On November 12th 1894 Lawrence Hargrave went aloft at Stanwell Park beach under a string of four box kites of his own design and construction. His flight was of short duration, his altitude was only 5 metres (16 feet) and his string of kites was tethered to the ground for the sake of safety as Lawrence had little control over his kites. The experiment was to have international ramifications. Hargrave’s box kite configuration had an influence on the development of flight in Europe and America although in the latter case Hargrave’s influence was not recognised for over a century.

Hargrave became interested in the solution of the problems of flight through his search for a means of powering ships using wave motion. Recognising that both water and air were fluids he changed his focus and began to experiment with ornithopters and the means to power them in an endeavour to solve the problems of manned flight. Although he had some success with his rubber band powered ornithopters he realised that, without a suitable engine, manned flight could not be achieved with this type of aircraft. Again he changed his focus and sought a suitable stable platform to further his experiments. Drawing upon available information Hargrave settled upon the kite as having potential. However, to conduct his experiments he required stable wind conditions. Sydney was not suitable as the winds were unsteady but his inherited land holdings at Stanwell Park with steady sea winds of suitable velocity were thought to be ideal. Setting himself up in the house called “Hillcrest” formerly owned by his brother Ralph, Lawrence began his experiments using different materials and shapes to maximise the lift and stability of his kites. In 1893 he settled on the box kite as the most efficient form.

Having become known to Octave Chanute, a French-born American railway construction engineer who was keenly interested in aeronautics, and who gathered contacts world wide and information on experiments, Lawrence joined in by providing Chanute with detailed information about his box kite. Also, Lawrence, as a member of the Royal Society of New South Wales, also published papers on his experiments and progress in the Society’s journal. Through these published papers and Chanute’s writing and publication of a book “Progress in Flying Machines” the work of Lawrence Hargrave became known amongst the international group of aeronautical experimenters.
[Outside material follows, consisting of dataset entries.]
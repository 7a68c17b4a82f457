//! TerminalRenderer: flushes a framebuffer to a real terminal.
//!
//! The first frame (and any frame after a resize or `invalidate`) is a full
//! redraw; later frames only rewrite runs of cells that changed.

use std::io::{self, Write};

use anyhow::Result;

use crossterm::{
    cursor,
    style::{Attribute, Color, Colors, Print, ResetColor, SetAttribute, SetColors},
    terminal, QueueableCommand,
};

use crate::fb::{Cell, CellStyle, FrameBuffer, Rgb};

pub struct TerminalRenderer {
    stdout: io::Stdout,
    last: Option<FrameBuffer>,
    buf: Vec<u8>,
}

impl TerminalRenderer {
    pub fn new() -> Self {
        Self {
            stdout: io::stdout(),
            last: None,
            buf: Vec::with_capacity(16 * 1024),
        }
    }

    pub fn enter(&mut self) -> Result<()> {
        terminal::enable_raw_mode()?;
        self.buf.clear();
        self.buf.queue(terminal::EnterAlternateScreen)?;
        self.buf.queue(cursor::Hide)?;
        self.buf.queue(terminal::DisableLineWrap)?;
        self.flush_buf()
    }

    pub fn exit(&mut self) -> Result<()> {
        self.buf.clear();
        self.buf.queue(ResetColor)?;
        self.buf.queue(SetAttribute(Attribute::Reset))?;
        self.buf.queue(terminal::EnableLineWrap)?;
        self.buf.queue(cursor::Show)?;
        self.buf.queue(terminal::LeaveAlternateScreen)?;
        self.flush_buf()?;
        terminal::disable_raw_mode()?;
        Ok(())
    }

    /// Force the next draw to be a full redraw (e.g. on resize events).
    pub fn invalidate(&mut self) {
        self.last = None;
    }

    /// Draw a frame, diffing against the previous one when sizes match.
    pub fn draw(&mut self, fb: &FrameBuffer) -> Result<()> {
        self.buf.clear();
        match &mut self.last {
            Some(prev) if prev.width() == fb.width() && prev.height() == fb.height() => {
                encode_diff_into(prev, fb, &mut self.buf)?;
                prev.clone_from(fb);
            }
            _ => {
                encode_full_into(fb, &mut self.buf)?;
                self.last = Some(fb.clone());
            }
        }
        self.flush_buf()
    }

    fn flush_buf(&mut self) -> Result<()> {
        self.stdout.write_all(&self.buf)?;
        self.stdout.flush()?;
        Ok(())
    }
}

impl Default for TerminalRenderer {
    fn default() -> Self {
        Self::new()
    }
}

/// Encode a full-frame redraw into `out` without touching stdout.
pub fn encode_full_into(fb: &FrameBuffer, out: &mut Vec<u8>) -> Result<()> {
    let mut w = StyledWriter::new(out);
    w.out.queue(terminal::Clear(terminal::ClearType::All))?;
    for y in 0..fb.height() {
        w.out.queue(cursor::MoveTo(0, y))?;
        for x in 0..fb.width() {
            w.put(fb.get(x, y).unwrap_or_default())?;
        }
    }
    w.finish()
}

/// Encode only the changed runs between two same-sized frames into `out`.
pub fn encode_diff_into(prev: &FrameBuffer, next: &FrameBuffer, out: &mut Vec<u8>) -> Result<()> {
    let mut w = StyledWriter::new(out);
    for (x, y, len) in changed_runs(prev, next) {
        w.out.queue(cursor::MoveTo(x, y))?;
        for dx in 0..len {
            w.put(next.get(x + dx, y).unwrap_or_default())?;
        }
    }
    w.finish()
}

/// Queues cells, emitting style escapes only when the style changes.
struct StyledWriter<'a> {
    out: &'a mut Vec<u8>,
    style: Option<CellStyle>,
}

impl<'a> StyledWriter<'a> {
    fn new(out: &'a mut Vec<u8>) -> Self {
        Self { out, style: None }
    }

    fn put(&mut self, cell: Cell) -> Result<()> {
        if self.style != Some(cell.style) {
            let st = cell.style;
            self.out.queue(SetAttribute(Attribute::Reset))?;
            self.out.queue(SetColors(Colors::new(color(st.fg), color(st.bg))))?;
            if st.bold {
                self.out.queue(SetAttribute(Attribute::Bold))?;
            }
            if st.dim {
                self.out.queue(SetAttribute(Attribute::Dim))?;
            }
            self.style = Some(st);
        }
        self.out.queue(Print(cell.ch))?;
        Ok(())
    }

    fn finish(self) -> Result<()> {
        self.out.queue(ResetColor)?;
        self.out.queue(SetAttribute(Attribute::Reset))?;
        Ok(())
    }
}

fn color(c: Rgb) -> Color {
    Color::Rgb { r: c.r, g: c.g, b: c.b }
}

/// `(x, y, len)` runs of cells that differ, row by row.
///
/// Frames of different size are reported as fully dirty.
fn changed_runs(prev: &FrameBuffer, next: &FrameBuffer) -> Vec<(u16, u16, u16)> {
    let mut runs = Vec::new();
    if prev.width() != next.width() || prev.height() != next.height() {
        for y in 0..next.height() {
            runs.push((0, y, next.width()));
        }
        return runs;
    }

    for y in 0..next.height() {
        let mut run_start: Option<u16> = None;
        for x in 0..next.width() {
            let dirty = prev.get(x, y) != next.get(x, y);
            match (dirty, run_start) {
                (true, None) => run_start = Some(x),
                (false, Some(start)) => {
                    runs.push((start, y, x - start));
                    run_start = None;
                }
                _ => {}
            }
        }
        if let Some(start) = run_start {
            runs.push((start, y, next.width() - start));
        }
    }
    runs
}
Using Hargrave’s information about the construction, lifting power and stability of the box kite Chanute built several kites. One of these, the “ladder kite”, was transformed by Chanute into a full- size flying machine he called “Katydid”. He had it tested in the sand dunes outside Gary, Indiana in the United States in 1896. With modification it became the basis of Chanute’s biplane glider. This glider was tested successfully in the dunes with over one hundred flights being carried out. It was considered so safe that curious newspaper journalists who were tasked with reporting the activities of Chanute and his team, were given the opportunity to have a glide. None who took up the offer were involved in an incident.

The Chanute biplane layout was subsequently used by the Wright brothers as the basis for their 1902 glider as they felt it was the most effective layout for the incorporation of their wing warping control system. The brothers carried out testing of their control system on box kites finding it successful.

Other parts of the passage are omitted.